[Dataset items]
//! Citation lookup.
//!
//! The analyzer quotes excerpts it claims appear in the submitted text. This module finds the
//! first case-insensitive occurrence of such a quote. Case folding is the simple per-character
//! `to_lowercase` comparison; full Unicode case folding (e.g. `ß` against `SS`) is not
//! attempted, so a quote only matches a slice with the same number of characters.

use crate::record::TextRange;

/// Finds the leftmost case-insensitive occurrence of `citation` in `source_text`.
///
/// Returns `None` when the citation is empty, longer than the source, or simply not present;
/// a missing citation is an expected outcome, not an error. The returned range is a byte range
/// on character boundaries, so `&source_text[range.start..range.end]` is always valid.
pub fn locate(source_text: &str, citation: &str) -> Option<TextRange> {
    if citation.is_empty() {
        return None;
    }

    let needle: Vec<char> = citation.chars().collect();
    let haystack: Vec<(usize, char)> = source_text.char_indices().collect();
    if needle.len() > haystack.len() {
        return None;
    }

    (0..=haystack.len() - needle.len())
        .find(|&first| {
            haystack[first..first + needle.len()]
                .iter()
                .zip(&needle)
                .all(|(&(_, a), &b)| chars_match(a, b))
        })
        .and_then(|first| {
            let start = haystack[first].0;
            let end = haystack
                .get(first + needle.len())
                .map_or(source_text.len(), |&(offset, _)| offset);
            TextRange::new(start, end)
        })
}

fn chars_match(a: char, b: char) -> bool {
    a == b || a.to_lowercase().eq(b.to_lowercase())
}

● **What to work on**:
The word to find is "first". Copy every line of the records that holds it.

● **Reply to the task**:
//! first case-insensitive occurrence of such a quote. Case folding is the simple per-character
        .find(|&first| {
            haystack[first..first + needle.len()]
        .and_then(|first| {
            let start = haystack[first].0;
                .get(first + needle.len())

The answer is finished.